In our study this clinical sign was associated with significantly higher mean levels of NT-proBNP in the presence of an auscultable S3 (4081± 2705 pg/ml v. 1239±1169 pg/ml, p<0.001) irrespective of whether the patient had STEMI or NSTEMI. Using a cut off median value 1532 pg/ml, the correlation of S3 to predict NT-ProBNP above median in patients of ACS had a sensitivity of 65.5% and specificity of 92.7%. The positive and negative predictive values were 90% and 73% respectively for S3 to indicate high NT-ProBNP. This in turn suggests LV dysfunction along with poorer adverse outcomes and need for more attention to this sign. However, absence of S3 could have different implications in the two groups i.e. STEMI and NSTEMI. Absence of S3 in a transmural MI (STEMI) was still associated with high mean NT-ProBNP levels (1554±1275 pg/ml), while in NSTEMI, mean levels were significantly lower (595±491 pg/ml) thus suggesting that LV dysfunction may still be present albeit sub clinically, that is not detectable as far as S3 is concerned. Although decisional cut off levels, specially in ACS, have not been ascertained yet the median levels provide useful dichotomous approach.
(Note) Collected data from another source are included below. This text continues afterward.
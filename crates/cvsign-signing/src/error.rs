//! Error types for digesting, signing and verification.

use cvsign_core::CoreError;

/// Error classes callers usually branch on.
#[derive(Debug, Clone, Copy, PartialEq, Eq)]
pub enum ErrorKind {
    NotFound,
    Mismatch,
    InvalidConfiguration,
    Unsupported,
    Other,
}

/// Signing errors.
#[derive(Debug, thiserror::Error)]
pub enum SigningError {
    /// Registry entry, key, resource or component version not found.
    #[error("{kind} {name:?} not found")]
    NotFound { kind: String, name: String },

    /// Element has no digest and digests are not updated.
    #[error("no digest found for {element}")]
    MissingDigest { element: String },

    /// No signature to verify.
    #[error("failed to determine signature info: no signature found")]
    NoSignature,

    /// Verification without a name but several signatures.
    #[error("failed to determine signature info: multiple signatures found ({}), no name given", .names.join(", "))]
    AmbiguousSignature { names: Vec<String> },

    /// Calculated digest differs from the recorded one.
    #[error("calculated {element_kind} digest ({calculated}) mismatches existing digest ({existing}) for {element}")]
    DigestMismatch {
        element_kind: &'static str,
        element: String,
        calculated: String,
        existing: String,
    },

    /// Component digest differs from the digest stored in a signature.
    #[error("signature digest ({signed}) does not match found digest ({calculated})")]
    SignatureDigestMismatch { signed: String, calculated: String },

    /// Nested digest snapshot does not match the recomputed graph.
    #[error("nested digest for {component} does not match: {reason}")]
    NestedDigestMismatch { component: String, reason: String },

    /// Certificate chain or issuer constraint not satisfied.
    #[error("issuer mismatch in public key certificate: {reason}")]
    IssuerMismatch { reason: String },

    /// Cryptographic verification failed.
    #[error("signature verification failed: {reason}")]
    SignatureInvalid { reason: String },

    /// Option combination or key setup is not usable.
    #[error("invalid configuration: {message}")]
    InvalidConfig { message: String },

    /// Unknown algorithm or access kind.
    #[error("unsupported {kind} {name:?}")]
    Unsupported { kind: String, name: String },

    /// Component version reached again on the active path.
    #[error("component version cycle detected: {path}")]
    Cycle { path: String },

    /// Reference could not be resolved.
    #[error("failed resolving component reference {reference}: {source}")]
    Resolve {
        reference: String,
        #[source]
        source: Box<SigningError>,
    },

    /// Error annotated with the component version path it occurred on.
    #[error("{path}: {source}")]
    Context {
        path: String,
        #[source]
        source: Box<SigningError>,
    },

    /// Key, certificate or signature material could not be processed.
    #[error("crypto error: {message}")]
    Crypto { message: String },

    /// Descriptor model or normalization error.
    #[error(transparent)]
    Core(#[from] CoreError),

    #[error("io error: {0}")]
    Io(#[from] std::io::Error),

    #[error("yaml error: {0}")]
    Yaml(#[from] serde_yaml::Error),
}

impl SigningError {
    pub fn not_found(kind: impl Into<String>, name: impl Into<String>) -> Self {
        Self::NotFound {
            kind: kind.into(),
            name: name.into(),
        }
    }

    pub fn unsupported(kind: impl Into<String>, name: impl Into<String>) -> Self {
        Self::Unsupported {
            kind: kind.into(),
            name: name.into(),
        }
    }

    pub fn config(message: impl Into<String>) -> Self {
        Self::InvalidConfig {
            message: message.into(),
        }
    }

    pub fn crypto(message: impl std::fmt::Display) -> Self {
        Self::Crypto {
            message: message.to_string(),
        }
    }

    /// Annotate with a component version path unless already annotated.
    pub fn in_context(self, path: &str) -> Self {
        match self {
            e @ Self::Context { .. } => e,
            e => Self::Context {
                path: path.to_string(),
                source: Box::new(e),
            },
        }
    }

    /// The innermost error, looking through path annotations.
    pub fn root_cause(&self) -> &SigningError {
        match self {
            Self::Context { source, .. } | Self::Resolve { source, .. } => source.root_cause(),
            e => e,
        }
    }

    /// Classify the error.
    pub fn kind(&self) -> ErrorKind {
        match self.root_cause() {
            Self::NotFound { .. } | Self::MissingDigest { .. } | Self::NoSignature => {
                ErrorKind::NotFound
            }
            Self::DigestMismatch { .. }
            | Self::SignatureDigestMismatch { .. }
            | Self::NestedDigestMismatch { .. }
            | Self::IssuerMismatch { .. }
            | Self::SignatureInvalid { .. } => ErrorKind::Mismatch,
            Self::InvalidConfig { .. } | Self::AmbiguousSignature { .. } => {
                ErrorKind::InvalidConfiguration
            }
            Self::Unsupported { .. } => ErrorKind::Unsupported,
            Self::Core(e) if e.is_unsupported() => ErrorKind::Unsupported,
            _ => ErrorKind::Other,
        }
    }
}

/// Result type for signing operations.
pub type SigningResult<T> = Result<T, SigningError>;
//! Key material and the key registry.

use std::collections::HashMap;
use std::fmt;
use std::sync::{Arc, PoisonError, RwLock, RwLockReadGuard, RwLockWriteGuard};

use der::Encode;
use ed25519_dalek::{SigningKey, VerifyingKey};
use pkcs8::{DecodePrivateKey, DecodePublicKey, EncodePublicKey, LineEnding};
use rsa::pkcs1::{DecodeRsaPrivateKey, DecodeRsaPublicKey};
use rsa::{RsaPrivateKey, RsaPublicKey};
use tracing::debug;
use x509_cert::Certificate;

use crate::certs::{self, DistinguishedName};
use crate::error::{SigningError, SigningResult};

/// A private signing key.
#[derive(Clone)]
pub enum PrivateKey {
    Rsa(Box<RsaPrivateKey>),
    Ed25519(SigningKey),
}

impl fmt::Debug for PrivateKey {
    fn fmt(&self, f: &mut fmt::Formatter<'_>) -> fmt::Result {
        match self {
            Self::Rsa(_) => f.write_str("PrivateKey::Rsa(..)"),
            Self::Ed25519(_) => f.write_str("PrivateKey::Ed25519(..)"),
        }
    }
}

impl PrivateKey {
    /// Generate an RSA key.
    pub fn generate_rsa(bits: usize) -> SigningResult<Self> {
        let key = RsaPrivateKey::new(&mut rand::thread_rng(), bits).map_err(SigningError::crypto)?;
        Ok(Self::Rsa(Box::new(key)))
    }

    pub fn generate_ed25519() -> Self {
        Self::Ed25519(SigningKey::generate(&mut rand::thread_rng()))
    }

    /// Parse a PKCS#8 (RSA or Ed25519) or PKCS#1 (RSA) PEM key.
    pub fn from_pem(pem: &str) -> SigningResult<Self> {
        if let Ok(key) = RsaPrivateKey::from_pkcs8_pem(pem) {
            return Ok(Self::Rsa(Box::new(key)));
        }
        if let Ok(key) = RsaPrivateKey::from_pkcs1_pem(pem) {
            return Ok(Self::Rsa(Box::new(key)));
        }
        SigningKey::from_pkcs8_pem(pem)
            .map(Self::Ed25519)
            .map_err(|_| SigningError::crypto("unsupported private key format"))
    }

    pub fn public_key(&self) -> PublicKey {
        match self {
            Self::Rsa(key) => PublicKey::Rsa(key.to_public_key()),
            Self::Ed25519(key) => PublicKey::Ed25519(key.verifying_key()),
        }
    }
}

/// A public verification key.
#[derive(Debug, Clone, PartialEq)]
pub enum PublicKey {
    Rsa(RsaPublicKey),
    Ed25519(VerifyingKey),
}

impl PublicKey {
    /// Parse an SPKI (RSA or Ed25519) or PKCS#1 (RSA) PEM key.
    pub fn from_pem(pem: &str) -> SigningResult<Self> {
        if let Ok(key) = RsaPublicKey::from_public_key_pem(pem) {
            return Ok(Self::Rsa(key));
        }
        if let Ok(key) = RsaPublicKey::from_pkcs1_pem(pem) {
            return Ok(Self::Rsa(key));
        }
        VerifyingKey::from_public_key_pem(pem)
            .map(Self::Ed25519)
            .map_err(|_| SigningError::crypto("unsupported public key format"))
    }

    /// Parse a DER encoded SPKI structure.
    pub fn from_der(der: &[u8]) -> SigningResult<Self> {
        if let Ok(key) = RsaPublicKey::from_public_key_der(der) {
            return Ok(Self::Rsa(key));
        }
        VerifyingKey::from_public_key_der(der)
            .map(Self::Ed25519)
            .map_err(|_| SigningError::crypto("unsupported public key algorithm"))
    }

    /// Key of the certificate subject.
    pub fn from_certificate(cert: &Certificate) -> SigningResult<Self> {
        let der = cert
            .tbs_certificate
            .subject_public_key_info
            .to_der()
            .map_err(SigningError::crypto)?;
        Self::from_der(&der)
    }

    pub fn to_der(&self) -> SigningResult<Vec<u8>> {
        let doc = match self {
            Self::Rsa(key) => key.to_public_key_der(),
            Self::Ed25519(key) => key.to_public_key_der(),
        }
        .map_err(SigningError::crypto)?;
        Ok(doc.into_vec())
    }

    pub fn to_pem(&self) -> SigningResult<String> {
        match self {
            Self::Rsa(key) => key.to_public_key_pem(LineEnding::LF),
            Self::Ed25519(key) => key.to_public_key_pem(LineEnding::LF),
        }
        .map_err(SigningError::crypto)
    }
}

/// What a signature name maps to for verification.
#[derive(Debug, Clone)]
pub enum PublicKeyMaterial {
    Key(PublicKey),
    /// Leaf-first certificate chain; the leaf carries the key.
    Certificates(Vec<Certificate>),
}

impl PublicKeyMaterial {
    /// Parse a PEM key or certificate chain.
    pub fn from_pem(pem: &str) -> SigningResult<Self> {
        if pem.contains("-----BEGIN CERTIFICATE-----") {
            return Ok(Self::Certificates(certs::load_pem_chain(pem.as_bytes())?));
        }
        PublicKey::from_pem(pem).map(Self::Key)
    }
}

impl From<PublicKey> for PublicKeyMaterial {
    fn from(key: PublicKey) -> Self {
        Self::Key(key)
    }
}

#[derive(Default)]
struct KeyRegistryInner {
    public_keys: HashMap<String, PublicKeyMaterial>,
    private_keys: HashMap<String, PrivateKey>,
    issuers: HashMap<String, DistinguishedName>,
    root_certificates: Vec<Certificate>,
}

/// Keys, certificate chains and root certificates by signature name.
///
/// Clones share the same underlying registry.
#[derive(Clone, Default)]
pub struct KeyRegistry {
    inner: Arc<RwLock<KeyRegistryInner>>,
}

impl fmt::Debug for KeyRegistry {
    fn fmt(&self, f: &mut fmt::Formatter<'_>) -> fmt::Result {
        let inner = self.read();
        f.debug_struct("KeyRegistry")
            .field("public_keys", &inner.public_keys.len())
            .field("private_keys", &inner.private_keys.len())
            .field("root_certificates", &inner.root_certificates.len())
            .finish()
    }
}

impl KeyRegistry {
    pub fn new() -> Self {
        Self::default()
    }

    fn read(&self) -> RwLockReadGuard<'_, KeyRegistryInner> {
        self.inner.read().unwrap_or_else(PoisonError::into_inner)
    }

    fn write(&self) -> RwLockWriteGuard<'_, KeyRegistryInner> {
        self.inner.write().unwrap_or_else(PoisonError::into_inner)
    }

    pub fn register_public_key(&self, name: impl Into<String>, key: impl Into<PublicKeyMaterial>) {
        let name = name.into();
        debug!(name = %name, "registering public key");
        self.write().public_keys.insert(name, key.into());
    }

    pub fn register_private_key(&self, name: impl Into<String>, key: PrivateKey) {
        let name = name.into();
        debug!(name = %name, "registering private key");
        self.write().private_keys.insert(name, key);
    }

    /// Issuer recorded in signatures created under `name`.
    pub fn register_issuer(&self, name: impl Into<String>, issuer: DistinguishedName) {
        self.write().issuers.insert(name.into(), issuer);
    }

    pub fn add_root_certificate(&self, cert: Certificate) {
        self.write().root_certificates.push(cert);
    }

    pub fn add_root_certificates_pem(&self, pem: &str) -> SigningResult<usize> {
        let chain = certs::load_pem_chain(pem.as_bytes())?;
        let n = chain.len();
        self.write().root_certificates.extend(chain);
        debug!(count = n, "added root certificates");
        Ok(n)
    }

    pub fn public_key(&self, name: &str) -> Option<PublicKeyMaterial> {
        self.read().public_keys.get(name).cloned()
    }

    pub fn private_key(&self, name: &str) -> Option<PrivateKey> {
        self.read().private_keys.get(name).cloned()
    }

    pub fn issuer(&self, name: &str) -> Option<DistinguishedName> {
        self.read().issuers.get(name).cloned()
    }

    pub fn root_certificates(&self) -> Vec<Certificate> {
        self.read().root_certificates.clone()
    }

    /// Private key for `name` plus the validated certificate chain to embed,
    /// if one is registered.
    pub fn signing_material(
        &self,
        name: &str,
        issuer: Option<&DistinguishedName>,
    ) -> SigningResult<(PrivateKey, Option<Vec<Certificate>>)> {
        let private = self
            .private_key(name)
            .ok_or_else(|| SigningError::not_found("private key", name))?;
        match self.public_key(name) {
            Some(PublicKeyMaterial::Certificates(chain)) => {
                certs::verify_chain(&chain, &self.root_certificates(), issuer)?;
                let leaf = PublicKey::from_certificate(&chain[0])?;
                if leaf != private.public_key() {
                    return Err(SigningError::config(format!(
                        "certificate for {name:?} does not match private key"
                    )));
                }
                Ok((private, Some(chain)))
            }
            Some(PublicKeyMaterial::Key(key)) => {
                if key != private.public_key() {
                    return Err(SigningError::config(format!(
                        "public key for {name:?} does not match private key"
                    )));
                }
                Ok((private, None))
            }
            None => Ok((private, None)),
        }
    }

    /// Public key to verify a signature with.
    ///
    /// A registered key wins. Otherwise the certificate chain embedded in the
    /// signature is validated against the root certificates and `issuer`.
    pub fn verification_key(
        &self,
        name: &str,
        embedded: &[Certificate],
        signature_issuer: Option<&str>,
        issuer: Option<&DistinguishedName>,
    ) -> SigningResult<PublicKey> {
        let chain = match self.public_key(name) {
            Some(PublicKeyMaterial::Key(key)) => return Ok(key),
            Some(PublicKeyMaterial::Certificates(chain)) => chain,
            None if !embedded.is_empty() => embedded.to_vec(),
            None => return Err(SigningError::not_found("public key", name)),
        };
        certs::verify_chain(&chain, &self.root_certificates(), issuer)?;
        if let Some(recorded) = signature_issuer {
            let recorded: DistinguishedName = recorded.parse()?;
            recorded
                .check(&certs::subject(&chain[0]))
                .map_err(|reason| SigningError::IssuerMismatch { reason })?;
        }
        PublicKey::from_certificate(&chain[0])
    }
}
ACS ranges from unstable angina to a small nontransmural MI to a large transmural MI with NT-ProBNP levels rising in a continuum depending on the size of the infarct and degree of LV dysfunction. S3 appears at a point somewhere along the curve where LV dysfunction is hemodynamically significant. By this time NT-ProBNP levels are also significantly high. Our findings suggest that S3 must be meticulously looked whether the patient has NSTEMI or STEMI, as the presence of this cost-free test does away with the need for expensive investigations which may not be universally available. If S3 is absent and the patient has NSTEMI, one can safely rule out LV dysfunction, and expect a good prognosis. In case of an STEMI however, if S3 is absent, NT-ProBNP may need to be measured and is required for prognostication as LV dysfunction might still be present.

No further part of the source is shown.